Toutes ces réflexions nous ont amenées à essayer de sortir de nos positions défensives et d’orienter nos suggestions sur deux axes :

1°) La demande des jeunes générations d’Avocat

Catherine LECLERC, Avocate au Barreau de Paris, après une étude que nous lui avions demandée, nous a confirmé que les préoccupations majeures des jeunes diplômés étaient la rémunération nette et les débouchés.

2°) Les besoins des entreprises

La compétitivité est le mot d’ordre :

– Adaptation à la révolution numérique ((ubérisation, économie collaborative et participative, la technologie blockchain).

– Une plus grande intégration à la stratégie des entreprises (recherche de valeur ajoutée : capacité à animer la connaissance juridique et non plus de dispenser un savoir).

– Une ouverture à la compliance (sécurité juridique des activités), à la protection du secret des affaires dans un environnement international.

La question s’est posée de savoir s’il n’est pas préférable pour la profession d’Avocat de s’approprier le thème sous l’angle de l’évolution des conditions d’exercice de la profession avec le souci d’en conserver l’unité.

Favoriser un legal privilege aux juristes d’entreprise est une structuration d’une profession parallèle à la profession d’Avocat. Rien ne semble imposer un tel choix. Par contre, apparaît un besoin particulier pour les entreprises confrontées à la concurrence internationale qui est à prendre en compte.

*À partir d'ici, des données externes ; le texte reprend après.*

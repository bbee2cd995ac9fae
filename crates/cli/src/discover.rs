//! Recursive font discovery (spec.md §1's "out of scope" collaborators).

use std::path::{Path, PathBuf};

use anyhow::Result;

const FONT_EXTENSIONS: &[&str] = &["ttf", "otf", "ttc", "otc"];

/// Expand `inputs` (files or directories) into a flat, sorted list of
/// font files. Directories are walked recursively; files are kept as-is
/// regardless of extension (the caller may explicitly name a file with
/// an unusual extension).
pub fn discover_fonts(inputs: &[PathBuf]) -> Result<Vec<PathBuf>> {
    let mut found = Vec::new();
    for input in inputs {
        if input.is_dir() {
            walk_dir(input, &mut found)?;
        } else {
            found.push(input.clone());
        }
    }
    found.sort();
    found.dedup();
    Ok(found)
}

fn walk_dir(dir: &Path, found: &mut Vec<PathBuf>) -> Result<()> {
    for entry in std::fs::read_dir(dir)? {
        let entry = entry?;
        let path = entry.path();
        if path.is_dir() {
            walk_dir(&path, found)?;
        } else if is_font_file(&path) {
            found.push(path);
        }
    }
    Ok(())
}

fn is_font_file(path: &Path) -> bool {
    path.extension()
        .and_then(|ext| ext.to_str())
        .map(|ext| FONT_EXTENSIONS.contains(&ext.to_ascii_lowercase().as_str()))
        .unwrap_or(false)
}

#[cfg(test)]
mod tests {
    use super::*;

    #[test]
    fn recognizes_common_font_extensions() {
        assert!(is_font_file(Path::new("NotoSansCJK-Regular.ttc")));
        assert!(is_font_file(Path::new("Foo.OTF")));
        assert!(!is_font_file(Path::new("readme.txt")));
    }
}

L’objectif pour la profession est peut-être de proposer un statut permettant à l’entreprise un choix entre le juriste en entreprise et l’Avocat en entreprise.

Ce choix ne pourrait résulter que d’une volonté de l’employeur. L’idée est que ce soit perçu par le monde de l’entreprise comme une opportunité et non comme une ingérence.

Il reste à savoir si la notion de «  libéral » ou « salarié » est prépondérante et si les piliers de la déontologie sont réellement mis à mal.

L’indépendance ne reste-t-elle pas avant tout intellectuelle plus que contractuelle ? Le respect du secret professionnel n’est-il pas plus de l’ordre d’une organisation matérielle adéquate que d’une question de principe à l’intérieur de l’entreprise. La notion de conflits d’intérêt ressort-elle du respect d’une déontologie commune quelque soit le statut d’exercice ?

Notre rapport tente de répondre à ces questions.

Enfin la profession ne devrait-elle pas établir pour l’exercice en entreprise une sorte d’accord de Partenariat avec les structures du monde de l’entreprise (MEDEF  CGPME..) ? C’est en tout cas une piste que nous avons essayé de creuser pour pénétrer concrètement dans le monde des affaires sans y perdre nos fondamentaux.

MICHEL SOUHAITÉ
Président de l’A.N.A.H.

GROUPE D’ETUDES DE L’ANAH – LE 12 OCOTBRE 2016

RAPPORT DES TRAVAUX DE LA COMMISSION SUR « L’AVOCAT SALARIÉ EN ENTREPRISE »

LE CONTEXTE

L’exercice de la profession d’avocat est en profonde mutation de par les nouvelles technologies de travail, de communication et l’internationalisation des relations. L’importance croissante du droit européen et du rôle des instances de l’Union Européenne en est l’illustration.
A l’heure où l’on parle de « marché des services juridiques » et de « marché du droit » cette mutation s’opère à un rythme accéléré.
En outre, la profession a vu croitre le nombre de ses membres par l’entrée de nombreux jeunes confrères que l’évolution de la profession concerne tout particulièrement tant en terme de développement de leur activité qu’en terme de conditions d’exercice de cette activité.
Ce thème de réflexion a fait déjà l’objet de nombreux travaux au cours des années passées. Il est redevenu d’actualité en 2015 suite aux des débats sur la loi « Macron ».

PROBLEMATIQUE ACTUELLE

Sur l’exercice de la profession de « juriste en entreprise », exercice conçu dans de la cadre du salariat, les thèses des représentants de notre profession et ceux des juristes d’entreprise s’opposent toujours.
Les représentants des « juristes d’entreprise », principalement l’AFJE et le Cercle Montesquieu, semblent avoir évolué dans leur approche et à l’intégration dans la profession d’avocat préfèrent revendiquer à présent le bénéfice d’un « legal privilege » consistant en la confidentialité des correspondances et avis des juristes d’entreprises.
Le CNB, fin mai 2015, a pris une délibération s’opposant à la reconnaissance d’un privilège de confidentialité couvrant les avis, consultations et correspondances émis par les juristes d’entreprise en leur sein et a rappelé son opposition à la création d’un statut d’avocat salarié en entreprise.
Cela conduirait soit à la création d’une profession parallèle à celle d’avocat qui se verrait reconnaître un certain nombre de prérogatives dont seuls les avocats bénéficient à ce jour, soit à la création, au sein de la profession d’avocats, d’une catégorie d’avocats ne bénéficiant que ce certaines prérogatives attachées à son plein exercice.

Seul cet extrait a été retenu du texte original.